── Provided records

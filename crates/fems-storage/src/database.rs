//! Database connection and key-value operations

use chrono::Utc;
use parking_lot::Mutex;
use rusqlite::{Connection, OptionalExtension};
use std::path::Path;
use std::sync::Arc;

use crate::migrations::run_migrations;
use crate::Result;

pub struct Database {
    conn: Arc<Mutex<Connection>>,
}

impl Database {
    pub fn open<P: AsRef<Path>>(path: P) -> Result<Self> {
        let conn = Connection::open(path)?;

        // WAL mode for better concurrent performance
        let _: String =
            conn.pragma_update_and_check(None, "journal_mode", "WAL", |row| row.get(0))?;

        run_migrations(&conn)?;

        Ok(Self {
            conn: Arc::new(Mutex::new(conn)),
        })
    }

    pub fn open_in_memory() -> Result<Self> {
        let conn = Connection::open_in_memory()?;
        run_migrations(&conn)?;

        Ok(Self {
            conn: Arc::new(Mutex::new(conn)),
        })
    }

    pub fn with_connection<F, T>(&self, f: F) -> Result<T>
    where
        F: FnOnce(&Connection) -> Result<T>,
    {
        let conn = self.conn.lock();
        f(&conn)
    }

    pub fn transaction<F, T>(&self, f: F) -> Result<T>
    where
        F: FnOnce(&Connection) -> Result<T>,
    {
        let mut conn = self.conn.lock();
        let tx = conn.transaction()?;
        let result = f(&tx)?;
        tx.commit()?;
        Ok(result)
    }

    pub fn get_value(&self, key: &str) -> Result<Option<String>> {
        self.with_connection(|conn| select(conn, key))
    }

    /// Read several keys under one lock. A concurrent `write_batch` is seen
    /// either whole or not at all.
    pub fn read_batch(&self, keys: &[&str]) -> Result<Vec<Option<String>>> {
        self.with_connection(|conn| keys.iter().map(|key| select(conn, key)).collect())
    }

    pub fn set_value(&self, key: &str, value: &str) -> Result<()> {
        self.with_connection(|conn| upsert(conn, key, value))
    }

    pub fn remove_value(&self, key: &str) -> Result<()> {
        self.with_connection(|conn| {
            conn.execute("DELETE FROM local_storage WHERE key = ?1", [key])?;
            Ok(())
        })
    }

    /// Apply several writes in one transaction.
    ///
    /// `Some(value)` upserts the key, `None` removes it. Readers never see a
    /// partially applied batch.
    pub fn write_batch(&self, entries: &[(&str, Option<&str>)]) -> Result<()> {
        self.transaction(|conn| apply(conn, entries))
    }

    /// Like `write_batch`, but only when every key in `expected` still holds
    /// the given value (`None` meaning absent).
    ///
    /// Returns false, writing nothing, if any of them changed.
    pub fn write_batch_if(
        &self,
        expected: &[(&str, Option<&str>)],
        entries: &[(&str, Option<&str>)],
    ) -> Result<bool> {
        self.transaction(|conn| {
            for (key, value) in expected {
                if select(conn, key)?.as_deref() != *value {
                    return Ok(false);
                }
            }
            apply(conn, entries)?;
            Ok(true)
        })
    }
}

fn select(conn: &Connection, key: &str) -> Result<Option<String>> {
    let value = conn
        .query_row(
            "SELECT value FROM local_storage WHERE key = ?1",
            [key],
            |row| row.get(0),
        )
        .optional()?;
    Ok(value)
}

fn apply(conn: &Connection, entries: &[(&str, Option<&str>)]) -> Result<()> {
    for (key, value) in entries {
        match value {
            Some(value) => upsert(conn, key, value)?,
            None => {
                conn.execute("DELETE FROM local_storage WHERE key = ?1", [*key])?;
            }
        }
    }
    Ok(())
}

fn upsert(conn: &Connection, key: &str, value: &str) -> Result<()> {
    let updated_at = Utc::now().to_rfc3339();
    conn.execute(
        "INSERT OR REPLACE INTO local_storage (key, value, updated_at) VALUES (?1, ?2, ?3)",
        rusqlite::params![key, value, updated_at],
    )?;
    Ok(())
}

impl Clone for Database {
    fn clone(&self) -> Self {
        Self {
            conn: Arc::clone(&self.conn),
        }
    }
}
//! Resource facades
//!
//! One generic facade, parameterized by path prefix, covers every CRUD
//! family the backend exposes.

use serde::{Deserialize, Serialize};
use serde_json::{Map, Value};
use std::fmt::Display;

use crate::client::{encode_payload, ApiClient, ApiResult};
use crate::request::RequestDescriptor;

#[derive(Debug, Clone, Copy, PartialEq, Eq, Hash)]
pub enum ResourceKind {
    Crops,
    Plots,
    WaterResources,
    /// Crop-to-plot assignments shown on the planning page
    CropPlans,
    CropStocks,
    Machinery,
    Manpower,
    Fertilizers,
    Tasks,
    /// Knowledge library articles
    Library,
    MarketPrices,
    Wholesalers,
    Farmers,
}

impl ResourceKind {
    pub const ALL: [ResourceKind; 13] = [
        ResourceKind::Crops,
        ResourceKind::Plots,
        ResourceKind::WaterResources,
        ResourceKind::CropPlans,
        ResourceKind::CropStocks,
        ResourceKind::Machinery,
        ResourceKind::Manpower,
        ResourceKind::Fertilizers,
        ResourceKind::Tasks,
        ResourceKind::Library,
        ResourceKind::MarketPrices,
        ResourceKind::Wholesalers,
        ResourceKind::Farmers,
    ];

    /// Collection path, always with a trailing slash.
    pub fn path(&self) -> &'static str {
        match self {
            ResourceKind::Crops => "/crop/",
            ResourceKind::Plots => "/plot/plots/",
            ResourceKind::WaterResources => "/plot/water-resources/",
            ResourceKind::CropPlans => "/crop/crop-plots/",
            ResourceKind::CropStocks => "/crop/stocks/",
            ResourceKind::Machinery => "/crop/machinery/",
            ResourceKind::Manpower => "/crop/manpower/",
            ResourceKind::Fertilizers => "/crop/fertilizers/",
            ResourceKind::Tasks => "/crop/tasks/",
            ResourceKind::Library => "/crop/resources/",
            ResourceKind::MarketPrices => "/crop/market-prices/",
            ResourceKind::Wholesalers => "/wholeseller/wholesalers/",
            ResourceKind::Farmers => "/accounts/farmers/",
        }
    }

    pub fn label(&self) -> &'static str {
        match self {
            ResourceKind::Crops => "crops",
            ResourceKind::Plots => "plots",
            ResourceKind::WaterResources => "water resources",
            ResourceKind::CropPlans => "crop plans",
            ResourceKind::CropStocks => "crop stocks",
            ResourceKind::Machinery => "machinery",
            ResourceKind::Manpower => "manpower",
            ResourceKind::Fertilizers => "fertilizers",
            ResourceKind::Tasks => "tasks",
            ResourceKind::Library => "library resources",
            ResourceKind::MarketPrices => "market prices",
            ResourceKind::Wholesalers => "wholesalers",
            ResourceKind::Farmers => "farmers",
        }
    }

    pub fn item_path(&self, id: impl Display) -> String {
        format!("{}{}/", self.path(), id)
    }
}

/// A list endpoint's `rows` envelope. Other envelope fields are kept.
#[derive(Debug, Clone, Default, PartialEq, Serialize, Deserialize)]
pub struct ListPage {
    #[serde(default)]
    pub rows: Vec<Value>,
    #[serde(flatten)]
    pub extra: Map<String, Value>,
}

impl ListPage {
    pub fn len(&self) -> usize {
        self.rows.len()
    }

    pub fn is_empty(&self) -> bool {
        self.rows.is_empty()
    }
}

pub(crate) fn list_request(path: &str, params: &[(&str, &str)]) -> RequestDescriptor {
    RequestDescriptor::get(path).with_query(params)
}

#[derive(Clone)]
pub struct Resource {
    client: ApiClient,
    kind: ResourceKind,
}

impl Resource {
    pub fn new(client: ApiClient, kind: ResourceKind) -> Self {
        Self { client, kind }
    }

    pub fn kind(&self) -> ResourceKind {
        self.kind
    }

    /// List with optional filters, envelope passed through untouched.
    pub async fn get_all(&self, params: &[(&str, &str)]) -> ApiResult<Value> {
        self.client
            .request(list_request(self.kind.path(), params))
            .await
    }

    /// List and decode the `rows` envelope.
    pub async fn list(&self, params: &[(&str, &str)]) -> ApiResult<ListPage> {
        self.client
            .request_as(list_request(self.kind.path(), params))
            .await
    }

    pub async fn get_by_id(&self, id: impl Display) -> ApiResult<Value> {
        self.client
            .request(RequestDescriptor::get(self.kind.item_path(id)))
            .await
    }

    pub async fn create<T>(&self, payload: &T) -> ApiResult<Value>
    where
        T: Serialize + ?Sized,
    {
        let body = encode_payload(payload)?;
        self.client
            .request(RequestDescriptor::post(self.kind.path(), body))
            .await
    }

    pub async fn update<T>(&self, id: impl Display, payload: &T) -> ApiResult<Value>
    where
        T: Serialize + ?Sized,
    {
        let body = encode_payload(payload)?;
        self.client
            .request(RequestDescriptor::put(self.kind.item_path(id), body))
            .await
    }

    pub async fn delete(&self, id: impl Display) -> ApiResult<Value> {
        self.client
            .request(RequestDescriptor::delete(self.kind.item_path(id)))
            .await
    }
}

────

Report the lines above that contain "Display".

• Answer:
use std::fmt::Display;
    pub fn item_path(&self, id: impl Display) -> String {
    pub async fn get_by_id(&self, id: impl Display) -> ApiResult<Value> {
    pub async fn update<T>(&self, id: impl Display, payload: &T) -> ApiResult<Value>
    pub async fn delete(&self, id: impl Display) -> ApiResult<Value> {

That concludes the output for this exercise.